SECTION 4. REPRESENTATIONS AND WARRANTIES
          To induce the Administrative Agent and the Lenders to enter into this Agreement and to make the Loans and issue or participate in the Letters of Credit, the Borrower hereby represents and warrants to the Administrative Agent and each Lender (and has caused the Company to represent and warrant to the Borrower) that:
          4.1 Financial Condition. The audited consolidated balance sheets of the Borrower, the Company and its Subsidiaries as at December 28, 2008, and the related consolidated statements of income and cash flows for the fiscal year ended on such date, reported on by and accompanied by an unqualified report from Ernst & Young LLP, present fairly the consolidated financial condition of the Borrower, the Company and its Subsidiaries as at such date, and the consolidated results of its operations and its consolidated cash flows for the fiscal year then ended. The unaudited consolidated balance sheet of the Borrower, the Company and its Subsidiaries as at January 3, 2010, and the related unaudited consolidated statements of income and cash flows for the twelve-month period ended on such date, present fairly the consolidated financial condition of the Borrower, the Company and its Subsidiaries as at such date, and the consolidated results of its operations and its consolidated cash flows for the twelve-month period then ended (subject to normal year-end audit adjustments). All such financial statements, including the related schedules and notes thereto, have been prepared in accordance with GAAP applied consistently throughout the periods involved (except as approved by the aforementioned firm of accountants and disclosed therein).
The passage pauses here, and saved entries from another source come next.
//! JSON and CSV writers for ranked match results.

mod csv_file;
mod json_file;

pub use csv_file::{write_csv, CsvRow, CSV_HEADERS};
pub use json_file::{write_json, JsonRecord};

use crate::matching::MatchReport;
use std::fmt;
use std::fs::{self, File};
use std::io::{BufWriter, Write};
use std::path::{Path, PathBuf};
use tracing::info;

pub const JSON_FILE: &str = "results.json";
pub const CSV_FILE: &str = "results.csv";

#[derive(Debug)]
pub enum OutputError {
    Io { path: PathBuf, source: std::io::Error },
    Csv(csv::Error),
    Json(serde_json::Error),
}

impl fmt::Display for OutputError {
    fn fmt(&self, f: &mut fmt::Formatter<'_>) -> fmt::Result {
        match self {
            OutputError::Io { path, source } => {
                write!(f, "unable to write {}: {}", path.display(), source)
            }
            OutputError::Csv(err) => write!(f, "unable to write CSV results: {}", err),
            OutputError::Json(err) => write!(f, "unable to write JSON results: {}", err),
        }
    }
}

impl std::error::Error for OutputError {
    fn source(&self) -> Option<&(dyn std::error::Error + 'static)> {
        match self {
            OutputError::Io { source, .. } => Some(source),
            OutputError::Csv(err) => Some(err),
            OutputError::Json(err) => Some(err),
        }
    }
}

impl From<csv::Error> for OutputError {
    fn from(err: csv::Error) -> Self {
        Self::Csv(err)
    }
}

impl From<serde_json::Error> for OutputError {
    fn from(err: serde_json::Error) -> Self {
        Self::Json(err)
    }
}

/// Files produced by [`write_results`].
#[derive(Debug, Clone, PartialEq, Eq)]
pub struct WrittenResults {
    pub json: PathBuf,
    pub csv: PathBuf,
}

/// Writes `results.json` and `results.csv` into `out_dir`, creating it if needed.
pub fn write_results(
    out_dir: &Path,
    report: &MatchReport,
    explain: bool,
) -> Result<WrittenResults, OutputError> {
    fs::create_dir_all(out_dir).map_err(|source| OutputError::Io {
        path: out_dir.to_path_buf(),
        source,
    })?;

    let json = out_dir.join(JSON_FILE);
    let mut writer = create(&json)?;
    write_json(&mut writer, &report.records, explain)?;
    flush(writer, &json)?;

    let csv = out_dir.join(CSV_FILE);
    write_csv(create(&csv)?, &report.records)?;

    info!(
        records = report.records.len(),
        json = %json.display(),
        csv = %csv.display(),
        "results written"
    );
    Ok(WrittenResults { json, csv })
}

fn create(path: &Path) -> Result<BufWriter<File>, OutputError> {
    File::create(path)
        .map(BufWriter::new)
        .map_err(|source| OutputError::Io {
            path: path.to_path_buf(),
            source,
        })
}

fn flush(mut writer: BufWriter<File>, path: &Path) -> Result<(), OutputError> {
    writer.flush().map_err(|source| OutputError::Io {
        path: path.to_path_buf(),
        source,
    })
}
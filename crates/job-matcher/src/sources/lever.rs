//! Lever postings API: one call per company, normalised into cache records.

use super::{AtsKind, BoardClient, SourceError};
use crate::matching::{contains_phrase, is_remote, normalize_text, RawPosting};
use chrono::{DateTime, Utc};
use serde::Deserialize;
use serde_json::Value;
use std::collections::{BTreeMap, BTreeSet};
use tracing::{info, warn};

#[derive(Debug, Clone, Default, Deserialize)]
#[serde(rename_all = "camelCase")]
pub struct LeverPosting {
    #[serde(default)]
    pub id: Option<String>,
    #[serde(default)]
    pub text: Option<String>,
    #[serde(default)]
    pub hosted_url: Option<String>,
    #[serde(default)]
    pub categories: Option<Categories>,
    #[serde(default)]
    pub workplace_type: Option<String>,
    #[serde(default)]
    pub description_plain: Option<String>,
    #[serde(default)]
    pub description: Option<String>,
    #[serde(default)]
    pub created_at: Option<Value>,
    #[serde(default)]
    pub updated_at: Option<Value>,
}

#[derive(Debug, Clone, Default, Deserialize)]
pub struct Categories {
    #[serde(default)]
    pub location: Option<String>,
    #[serde(default)]
    pub team: Option<String>,
    #[serde(default)]
    pub department: Option<String>,
    #[serde(default)]
    pub commitment: Option<String>,
}

fn clean(value: Option<&str>) -> String {
    value.map(str::trim).unwrap_or_default().to_string()
}

/// Epoch milliseconds (number or numeric string) as an RFC 3339 UTC timestamp.
pub fn millis_to_rfc3339(value: Option<&Value>) -> Option<String> {
    let millis = match value? {
        Value::Number(number) => number
            .as_i64()
            .or_else(|| number.as_f64().map(|float| float as i64))?,
        Value::String(text) => text.trim().parse::<i64>().ok()?,
        _ => return None,
    };
    if millis <= 0 {
        return None;
    }
    DateTime::<Utc>::from_timestamp_millis(millis).map(|timestamp| timestamp.to_rfc3339())
}

/// Joins non-empty parts with ` | `, dropping case-insensitive repeats.
fn join_unique(parts: &[String]) -> String {
    let mut seen = BTreeSet::new();
    parts
        .iter()
        .map(|part| part.trim())
        .filter(|part| !part.is_empty() && seen.insert(part.to_lowercase()))
        .collect::<Vec<_>>()
        .join(" | ")
}

/// Converts one API posting into a cache record.
pub fn to_raw_posting(company: &str, posting: &LeverPosting) -> RawPosting {
    let categories = posting.categories.clone().unwrap_or_default();
    let category_location = clean(categories.location.as_deref());
    let workplace_type = clean(posting.workplace_type.as_deref());
    let commitment = clean(categories.commitment.as_deref());
    let title = clean(posting.text.as_deref());
    let plain = clean(posting.description_plain.as_deref());
    let html = clean(posting.description.as_deref());

    let mut parts = vec![
        category_location.clone(),
        workplace_type.clone(),
        commitment.clone(),
    ];

    let signals = normalize_text(&[
        category_location.as_str(),
        workplace_type.as_str(),
        commitment.as_str(),
        title.as_str(),
        plain.as_str(),
        html.as_str(),
    ]
    .join(" "));

    let joined = parts.join(" ").to_lowercase();
    if is_remote(&signals) && !joined.contains("remote") {
        parts.push("remote".to_string());
    }
    if contains_phrase(&signals, "hybrid") && !joined.contains("hybrid") {
        parts.push("hybrid".to_string());
    }

    let location = join_unique(&parts);
    let content = if plain.is_empty() { html } else { plain };
    let created_at = millis_to_rfc3339(posting.created_at.as_ref());

    let mut extra = BTreeMap::new();
    extra.insert("team".to_string(), Value::String(clean(categories.team.as_deref())));
    extra.insert(
        "department".to_string(),
        Value::String(clean(categories.department.as_deref())),
    );
    extra.insert("commitment".to_string(), Value::String(commitment));

    RawPosting {
        id: Some(clean(posting.id.as_deref())),
        source: Some(AtsKind::Lever.to_string()),
        company: Some(company.to_string()),
        title,
        location: Some(location),
        content: Some(content.clone()),
        description: Some(content),
        url: Some(clean(posting.hosted_url.as_deref())),
        posted_at: created_at.clone(),
        created_at,
        updated_at: millis_to_rfc3339(posting.updated_at.as_ref()),
        extra,
    }
}

/// Decodes the postings array, skipping entries that are not objects.
pub fn parse_postings(company: &str, payload: Value) -> Vec<RawPosting> {
    let Value::Array(entries) = payload else {
        warn!(company, "lever payload is not an array");
        return Vec::new();
    };

    entries
        .into_iter()
        .filter_map(|entry| match serde_json::from_value::<LeverPosting>(entry) {
            Ok(posting) => Some(to_raw_posting(company, &posting)),
            Err(err) => {
                warn!(company, error = %err, "skipping malformed lever posting");
                None
            }
        })
        .collect()
}

pub async fn fetch(client: &BoardClient, company: &str) -> Result<Vec<RawPosting>, SourceError> {
    let url = client.lever_postings_url(company);
    let Some(payload) = client.get_json::<Value>(&url).await? else {
        warn!(company, "no lever board found");
        return Ok(Vec::new());
    };

    let postings = parse_postings(company, payload);
    info!(company, fetched = postings.len(), "lever board fetched");
    Ok(postings)
}
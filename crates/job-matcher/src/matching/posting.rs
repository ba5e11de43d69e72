use super::error::ParseError;
use super::normalize::{description_text, extract_years, normalize_text};
use super::resume::matched_names;
use crate::config::SkillVocabulary;
use serde::{Deserialize, Deserializer, Serialize};
use std::collections::{BTreeMap, BTreeSet};
use std::fmt;

/// Identifier wrapper for postings; ordering drives ranking tie-breaks.
#[derive(Debug, Clone, PartialEq, Eq, PartialOrd, Ord, Hash, Serialize, Deserialize)]
#[serde(transparent)]
pub struct PostingId(pub String);

impl fmt::Display for PostingId {
    fn fmt(&self, f: &mut fmt::Formatter<'_>) -> fmt::Result {
        f.write_str(&self.0)
    }
}

impl From<&str> for PostingId {
    fn from(value: &str) -> Self {
        Self(value.to_string())
    }
}

/// A posting record as fetched from an ATS board or read back from the cache.
#[derive(Debug, Clone, Default, PartialEq, Serialize, Deserialize)]
pub struct RawPosting {
    #[serde(default, deserialize_with = "id_as_string")]
    pub id: Option<String>,
    #[serde(default, skip_serializing_if = "Option::is_none")]
    pub source: Option<String>,
    #[serde(default, skip_serializing_if = "Option::is_none")]
    pub company: Option<String>,
    #[serde(default)]
    pub title: String,
    #[serde(
        default,
        alias = "location_name",
        skip_serializing_if = "Option::is_none"
    )]
    pub location: Option<String>,
    #[serde(default, skip_serializing_if = "Option::is_none")]
    pub content: Option<String>,
    #[serde(default, skip_serializing_if = "Option::is_none")]
    pub description: Option<String>,
    #[serde(default, skip_serializing_if = "Option::is_none")]
    pub url: Option<String>,
    #[serde(default, skip_serializing_if = "Option::is_none")]
    pub posted_at: Option<String>,
    #[serde(default, skip_serializing_if = "Option::is_none")]
    pub created_at: Option<String>,
    #[serde(default, skip_serializing_if = "Option::is_none")]
    pub updated_at: Option<String>,
    /// Source-specific fields (team, department, ...) kept for the cache.
    #[serde(flatten)]
    pub extra: BTreeMap<String, serde_json::Value>,
}

impl RawPosting {
    pub fn from_json(value: serde_json::Value) -> Result<Self, ParseError> {
        Ok(serde_json::from_value(value)?)
    }

    /// Trimmed identifier, if one is present.
    pub fn posting_id(&self) -> Option<PostingId> {
        self.id
            .as_deref()
            .map(str::trim)
            .filter(|id| !id.is_empty())
            .map(PostingId::from)
    }

    /// Body text, preferring `content` over `description`.
    pub fn body(&self) -> &str {
        [self.content.as_deref(), self.description.as_deref()]
            .into_iter()
            .flatten()
            .find(|text| !text.trim().is_empty())
            .unwrap_or("")
    }

    pub fn has_body(&self) -> bool {
        !self.body().trim().is_empty()
    }
}

fn id_as_string<'de, D>(deserializer: D) -> Result<Option<String>, D::Error>
where
    D: Deserializer<'de>,
{
    let value = Option::<serde_json::Value>::deserialize(deserializer)?;
    Ok(match value {
        Some(serde_json::Value::String(id)) => Some(id),
        Some(serde_json::Value::Number(id)) => Some(id.to_string()),
        _ => None,
    })
}

/// Display metadata carried alongside a normalised posting.
#[derive(Debug, Clone, Default, PartialEq, Eq, Serialize, Deserialize)]
pub struct PostingDetails {
    pub source: String,
    pub company: String,
    pub location: String,
    pub url: String,
    pub posted_at: Option<String>,
    pub created_at: Option<String>,
    pub updated_at: Option<String>,
}

/// Normalised posting with skills partitioned into required and preferred.
#[derive(Debug, Clone, PartialEq, Eq, Serialize, Deserialize)]
pub struct JobPosting {
    pub id: PostingId,
    pub title: String,
    pub description: String,
    pub required_skills: BTreeSet<String>,
    pub preferred_skills: BTreeSet<String>,
    pub years_required: Option<u32>,
    pub details: PostingDetails,
}

impl JobPosting {
    pub fn from_raw(raw: &RawPosting, vocabulary: &SkillVocabulary) -> Result<Self, ParseError> {
        let id = raw.posting_id().ok_or(ParseError::MissingPostingId)?;
        let title = raw.title.trim().to_string();
        let description = description_text(raw.body());

        if title.is_empty() && description.is_empty() {
            return Err(ParseError::EmptyPosting { id: id.0 });
        }

        let normalized = normalize_text(&format!("{title} {description}"));
        let required_skills = matched_names(&normalized, vocabulary.required.iter());
        let preferred_skills = matched_names(&normalized, vocabulary.preferred.iter());
        let years_required = extract_years(&normalize_text(&description));

        let created_at = raw.created_at.clone();
        let updated_at = raw.updated_at.clone();
        let posted_at = raw
            .posted_at
            .clone()
            .or_else(|| created_at.clone())
            .or_else(|| updated_at.clone());

        Ok(Self {
            id,
            title,
            description,
            required_skills,
            preferred_skills,
            years_required,
            details: PostingDetails {
                source: trimmed(raw.source.as_deref()),
                company: trimmed(raw.company.as_deref()),
                location: trimmed(raw.location.as_deref()),
                url: trimmed(raw.url.as_deref()),
                posted_at,
                created_at,
                updated_at,
            },
        })
    }

    pub fn from_json(
        value: serde_json::Value,
        vocabulary: &SkillVocabulary,
    ) -> Result<Self, ParseError> {
        Self::from_raw(&RawPosting::from_json(value)?, vocabulary)
    }
}

fn trimmed(value: Option<&str>) -> String {
    value.map(str::trim).unwrap_or_default().to_string()
}

#[cfg(test)]
mod tests {
    use super::*;
    use crate::config::VocabularyTerm;
    use serde_json::json;

    fn vocabulary() -> SkillVocabulary {
        SkillVocabulary {
            required: vec![VocabularyTerm::new("python"), VocabularyTerm::new("sql")],
            preferred: vec![VocabularyTerm::new("go"), VocabularyTerm::new("airflow")],
            titles: Vec::new(),
        }
    }

    #[test]
    fn from_json_partitions_skills_and_reads_html_content() {
        let posting = JobPosting::from_json(
            json!({
                "id": 4012,
                "title": "Data Engineer",
                "content": "&lt;p&gt;5+ years of Python and SQL. Airflow is a plus.&lt;/p&gt;",
                "company": " acme ",
                "created_at": "2025-01-02T00:00:00Z"
            }),
            &vocabulary(),
        )
        .expect("posting parses");

        assert_eq!(posting.id, PostingId::from("4012"));
        assert_eq!(
            posting.description,
            "5+ years of Python and SQL. Airflow is a plus."
        );
        assert_eq!(
            posting.required_skills.iter().map(String::as_str).collect::<Vec<_>>(),
            vec!["python", "sql"]
        );
        assert_eq!(
            posting.preferred_skills.iter().map(String::as_str).collect::<Vec<_>>(),
            vec!["airflow"]
        );
        assert_eq!(posting.years_required, Some(5));
        assert_eq!(posting.details.company, "acme");
        assert_eq!(
            posting.details.posted_at.as_deref(),
            Some("2025-01-02T00:00:00Z")
        );
    }

    #[test]
    fn description_field_is_used_when_content_missing() {
        let posting = JobPosting::from_json(
            json!({ "id": "lever-1", "title": "Engineer", "description": "Go services" }),
            &vocabulary(),
        )
        .expect("posting parses");
        assert!(posting.preferred_skills.contains("go"));
        assert!(posting.required_skills.is_empty());
        assert_eq!(posting.years_required, None);
    }

    #[test]
    fn missing_identifier_is_a_parse_error() {
        let err = JobPosting::from_json(json!({ "title": "Engineer" }), &vocabulary())
            .expect_err("no id");
        assert!(matches!(err, ParseError::MissingPostingId));

        let err = JobPosting::from_json(json!({ "id": "  ", "title": "Engineer" }), &vocabulary())
            .expect_err("blank id");
        assert!(matches!(err, ParseError::MissingPostingId));
    }

    #[test]
    fn empty_posting_is_a_parse_error() {
        let err = JobPosting::from_json(
            json!({ "id": "7", "title": " ", "content": "<p> </p>" }),
            &vocabulary(),
        )
        .expect_err("empty");
        match err {
            ParseError::EmptyPosting { id } => assert_eq!(id, "7"),
            other => panic!("expected empty posting error, got {other:?}"),
        }
    }

    #[test]
    fn malformed_json_is_a_parse_error() {
        let err = JobPosting::from_json(json!({ "id": "1", "title": 42 }), &vocabulary())
            .expect_err("title must be a string");
        assert!(matches!(err, ParseError::InvalidPosting { .. }));
    }

    #[test]
    fn raw_posting_keeps_source_specific_fields() {
        let raw = RawPosting::from_json(json!({
            "id": "abc",
            "title": "Engineer",
            "team": "Platform",
            "content": "",
            "description": "Fallback body"
        }))
        .expect("raw parses");

        assert_eq!(raw.body(), "Fallback body");
        assert_eq!(raw.extra.get("team"), Some(&json!("Platform")));

        let round_trip = serde_json::to_value(&raw).expect("serializes");
        assert_eq!(round_trip["team"], json!("Platform"));
    }
}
No member of the Restricted Group has any material Guarantee Obligations, contingent liabilities or liabilities for taxes, or any long-term leases (other than pursuant to the Lease/Purchase Documents) or unusual forward or long-term commitments, including any interest rate or foreign currency swap or exchange transaction or other obligation in respect of derivatives, that are not reflected in the most recent financial statements referred to in this paragraph. During the period from December 28, 2008 to and including the date hereof there has been no Disposition by any member of the Restricted Group of any material part of its business or property. No subordinated Indebtedness of any member of the Restricted Group is outstanding as of the date hereof.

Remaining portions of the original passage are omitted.